Un extraño impulso me ha conducido esta noche al lugar de encuentros de la pandilla de mi infancia y ahora, a oscuras dentro del coche, estacionado cerca del edificio central de la estación, el adulto que ahora soy espía la figura desgarbada del niño que yo fui, intentando hallar la conexión entre ambos.

No puedo explicarme qué clase de broma macabra es ésta de reencontrarme con él, viéndole hacer exactamente lo mismo que se me pedía en esa época: vigilar el muro tras el cual mis amigos se dedicaban al botellón.

Gracias a las pálidas luces de una farola voy reconociendo en el niño que yo fui los rasgos que una vez me avergonzaran: las gafas “cuatro ojos”, el cuerpo demasiado alto para su edad y aquel pelo lacio que se resistía a la más potente gomina.

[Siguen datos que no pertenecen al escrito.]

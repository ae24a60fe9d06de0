use crate::error::{Result, TaskflowError};
use serde::de::DeserializeOwned;
use serde::Serialize;
use std::io::Write;
use std::path::Path;
use tempfile::NamedTempFile;

/// Atomically write `data` to `path` using a tempfile in the same directory.
/// Prevents partial writes from corrupting store files.
pub fn atomic_write(path: &Path, data: &[u8]) -> Result<()> {
    if let Some(parent) = path.parent() {
        std::fs::create_dir_all(parent)?;
    }
    let dir = path.parent().unwrap_or(Path::new("."));
    let mut tmp = NamedTempFile::new_in(dir)?;
    tmp.write_all(data)?;
    tmp.persist(path).map_err(|e| e.error)?;
    Ok(())
}

/// Create a directory and all parents, idempotent.
pub fn ensure_dir(path: &Path) -> Result<()> {
    std::fs::create_dir_all(path)?;
    Ok(())
}

/// Read and deserialize a JSON file. A missing file is `NotFound` naming
/// `what`; anything that fails to parse or validate is `MalformedData` with
/// the offending path, never a partially typed value.
pub fn read_json<T: DeserializeOwned>(path: &Path, what: &str) -> Result<T> {
    if !path.exists() {
        return Err(TaskflowError::NotFound {
            what: what.to_string(),
            path: path.to_path_buf(),
        });
    }
    let raw = std::fs::read_to_string(path)?;
    serde_json::from_str(&raw).map_err(|e| TaskflowError::MalformedData {
        path: path.to_path_buf(),
        detail: e.to_string(),
    })
}

/// Serialize `value` as pretty JSON and atomically overwrite `path`.
/// Writes are always whole-file; there are no partial patches.
pub fn write_json<T: Serialize>(path: &Path, value: &T) -> Result<()> {
    let mut data = serde_json::to_vec_pretty(value)?;
    data.push(b'\n');
    atomic_write(path, &data)
}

No me extraña que me hubieran concedido la desagradable función de alertar de la presencia de la policía. “Eres el que tiene el silbido más potente y las piernas más largas”, me decía Maikel, dos hechos que no podía desmentir.

Mientras rumio estas evocaciones, el niño que yo fui comienza a mover los labios, como si recitase una plegaria. Recuerdo entonces que, en aquellas largas vigilias, adquirí la costumbre de recitar poesía, versos de un romántico Bécquer y de un Espronceda rebelde, y todos los que me sedujeron de un volumen de bolsillo que ocultaba en mi cazadora. En efecto, el niño que yo fui saca de su bolsillo un pequeño libro que consulta un instante y luego reanuda sus paseos y murmullos.

Es curioso que hubiera olvidado aquello. La poesía salvó mis largos ratos de hastío y conjuró los fantasmas del rechazo. Bauticé aquel muro que me separaba de mis amigos como el “Muro de los Deseos” y durante mis guardias fui dejando papeles de fumar en los que escribía mis anhelos, que crecían en audacia conforme avanzaban las horas: “ganar a Maikel en la prueba de los 100 metros”, “sacar matrícula para obtener una beca” y “besar a Sandra”.

Observo al niño que yo fui dejar uno de esos papelitos en una grieta del muro, y pienso si no debería bajar del coche, plantarme frente a él, y decirle que se está comportando como un estúpido, que sus llamados amigos le están utilizando. Sólo me detengo al considerar cuál fue el destino de aquellos deseos garrapateados, al menos de los tres que recuerdo. Porque, qué cosas, aquel año saqué la mejor marca en la prueba de los 100 metros, mi entrenada memoria me abrió las puertas a las buenas notas y la poesía rindió para mí la cálida boca de Sandra frente a aquel mismo muro.

Así que, después de todo, el adulto razonablemente feliz que ahora soy tiene pocos fracasos que reprocharle al niño que yo fui. Ya no lamento que esa conexión exista, aunque ahora deba romperla. Ha llegado la hora de irme y, al encender el motor y los faros, que ahora iluminan el Muro de los Deseos donde forjé mi futuro, un silbido ensordecedor rompe el silencio de la noche.

Buen chico. Sigue así y un día te convertirás en el adulto que ahora soy.